[Stored items]
^^^^

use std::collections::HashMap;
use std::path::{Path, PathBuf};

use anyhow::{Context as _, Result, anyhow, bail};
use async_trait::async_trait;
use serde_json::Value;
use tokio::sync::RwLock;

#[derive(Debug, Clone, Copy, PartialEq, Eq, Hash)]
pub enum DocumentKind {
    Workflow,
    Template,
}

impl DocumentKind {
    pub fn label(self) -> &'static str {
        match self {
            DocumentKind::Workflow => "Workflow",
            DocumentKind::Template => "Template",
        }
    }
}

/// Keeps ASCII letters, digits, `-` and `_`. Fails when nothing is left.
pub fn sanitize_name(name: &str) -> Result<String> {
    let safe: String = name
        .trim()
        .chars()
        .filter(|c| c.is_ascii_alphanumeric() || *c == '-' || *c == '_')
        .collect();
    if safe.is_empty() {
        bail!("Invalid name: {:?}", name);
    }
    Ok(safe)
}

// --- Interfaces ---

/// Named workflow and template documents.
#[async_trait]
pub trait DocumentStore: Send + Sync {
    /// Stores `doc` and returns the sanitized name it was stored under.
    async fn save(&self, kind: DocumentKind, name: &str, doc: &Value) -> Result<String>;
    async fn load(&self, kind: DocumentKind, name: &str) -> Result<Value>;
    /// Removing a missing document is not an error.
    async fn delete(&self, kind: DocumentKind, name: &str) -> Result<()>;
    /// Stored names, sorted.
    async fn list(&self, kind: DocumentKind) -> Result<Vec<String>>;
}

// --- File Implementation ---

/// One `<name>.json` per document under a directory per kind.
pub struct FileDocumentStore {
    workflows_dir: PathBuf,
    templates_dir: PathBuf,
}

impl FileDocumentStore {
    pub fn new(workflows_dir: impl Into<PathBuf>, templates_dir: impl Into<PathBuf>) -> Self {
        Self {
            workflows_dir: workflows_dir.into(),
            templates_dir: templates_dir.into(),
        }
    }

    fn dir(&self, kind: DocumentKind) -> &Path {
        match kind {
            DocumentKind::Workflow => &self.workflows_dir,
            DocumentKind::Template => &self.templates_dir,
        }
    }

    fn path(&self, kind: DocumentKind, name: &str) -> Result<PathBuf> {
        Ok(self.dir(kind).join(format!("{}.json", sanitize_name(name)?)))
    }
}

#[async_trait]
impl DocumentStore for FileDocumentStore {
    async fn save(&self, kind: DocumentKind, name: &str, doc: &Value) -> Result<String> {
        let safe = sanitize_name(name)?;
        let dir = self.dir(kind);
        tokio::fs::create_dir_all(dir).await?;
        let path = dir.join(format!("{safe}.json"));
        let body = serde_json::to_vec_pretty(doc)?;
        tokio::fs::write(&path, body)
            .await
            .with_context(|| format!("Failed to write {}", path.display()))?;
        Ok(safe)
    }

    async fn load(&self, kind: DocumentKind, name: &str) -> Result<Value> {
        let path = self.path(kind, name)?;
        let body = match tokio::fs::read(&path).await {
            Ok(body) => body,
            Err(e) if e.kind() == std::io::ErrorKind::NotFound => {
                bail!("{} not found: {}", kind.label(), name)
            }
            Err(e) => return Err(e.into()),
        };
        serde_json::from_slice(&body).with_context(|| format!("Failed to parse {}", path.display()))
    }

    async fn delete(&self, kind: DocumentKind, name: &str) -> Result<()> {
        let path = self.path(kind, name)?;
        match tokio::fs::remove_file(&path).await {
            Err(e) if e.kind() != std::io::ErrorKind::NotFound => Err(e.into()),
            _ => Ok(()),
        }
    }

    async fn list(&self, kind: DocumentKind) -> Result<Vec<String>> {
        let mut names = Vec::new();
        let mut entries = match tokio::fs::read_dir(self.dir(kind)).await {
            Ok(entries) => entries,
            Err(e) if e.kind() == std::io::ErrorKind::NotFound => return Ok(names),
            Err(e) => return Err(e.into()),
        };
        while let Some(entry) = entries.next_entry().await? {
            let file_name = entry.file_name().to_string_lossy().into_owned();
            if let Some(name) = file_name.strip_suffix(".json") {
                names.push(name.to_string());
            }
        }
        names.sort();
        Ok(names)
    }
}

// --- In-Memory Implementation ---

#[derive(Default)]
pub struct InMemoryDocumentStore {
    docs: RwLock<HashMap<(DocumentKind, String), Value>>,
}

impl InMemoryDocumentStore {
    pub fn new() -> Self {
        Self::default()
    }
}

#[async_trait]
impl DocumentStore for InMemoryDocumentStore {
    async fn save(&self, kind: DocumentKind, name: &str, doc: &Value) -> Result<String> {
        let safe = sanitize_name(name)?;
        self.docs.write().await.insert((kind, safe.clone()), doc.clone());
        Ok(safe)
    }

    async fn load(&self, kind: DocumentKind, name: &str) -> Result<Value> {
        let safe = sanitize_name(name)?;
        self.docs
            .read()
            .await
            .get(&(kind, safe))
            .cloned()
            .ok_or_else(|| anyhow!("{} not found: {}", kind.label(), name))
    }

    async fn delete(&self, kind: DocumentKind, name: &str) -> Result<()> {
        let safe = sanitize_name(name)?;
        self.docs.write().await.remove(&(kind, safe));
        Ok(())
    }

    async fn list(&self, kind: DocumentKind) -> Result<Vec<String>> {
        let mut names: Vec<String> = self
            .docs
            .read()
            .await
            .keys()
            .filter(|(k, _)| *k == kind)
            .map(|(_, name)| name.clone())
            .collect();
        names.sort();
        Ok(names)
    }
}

^^^^

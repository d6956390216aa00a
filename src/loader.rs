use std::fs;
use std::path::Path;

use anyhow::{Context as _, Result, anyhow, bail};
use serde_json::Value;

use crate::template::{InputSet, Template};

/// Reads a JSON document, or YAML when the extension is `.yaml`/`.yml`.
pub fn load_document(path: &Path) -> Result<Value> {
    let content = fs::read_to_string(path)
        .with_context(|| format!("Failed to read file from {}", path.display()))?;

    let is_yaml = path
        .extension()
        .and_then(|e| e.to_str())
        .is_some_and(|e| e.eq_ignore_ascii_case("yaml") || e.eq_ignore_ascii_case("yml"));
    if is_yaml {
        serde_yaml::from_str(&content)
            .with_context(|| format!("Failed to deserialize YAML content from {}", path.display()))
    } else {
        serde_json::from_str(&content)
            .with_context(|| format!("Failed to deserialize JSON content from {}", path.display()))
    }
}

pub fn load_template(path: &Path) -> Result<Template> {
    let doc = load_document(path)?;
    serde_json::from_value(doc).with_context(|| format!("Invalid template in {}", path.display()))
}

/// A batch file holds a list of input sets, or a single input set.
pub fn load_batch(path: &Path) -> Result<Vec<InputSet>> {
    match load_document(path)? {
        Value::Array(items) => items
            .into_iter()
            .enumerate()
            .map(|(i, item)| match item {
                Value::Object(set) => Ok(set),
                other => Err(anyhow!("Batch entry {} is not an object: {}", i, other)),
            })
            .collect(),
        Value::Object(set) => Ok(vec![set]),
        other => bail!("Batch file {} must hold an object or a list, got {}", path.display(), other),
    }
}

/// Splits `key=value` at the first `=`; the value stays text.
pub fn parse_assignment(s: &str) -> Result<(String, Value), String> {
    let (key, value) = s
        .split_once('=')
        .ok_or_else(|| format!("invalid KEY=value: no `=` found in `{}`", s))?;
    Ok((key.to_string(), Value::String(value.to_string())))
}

^^^^

• Task instructions: The expected output is each line of the records above that includes the word "join".

• Solution to the problem:
        Ok(self.dir(kind).join(format!("{}.json", sanitize_name(name)?)))
        let path = dir.join(format!("{safe}.json"));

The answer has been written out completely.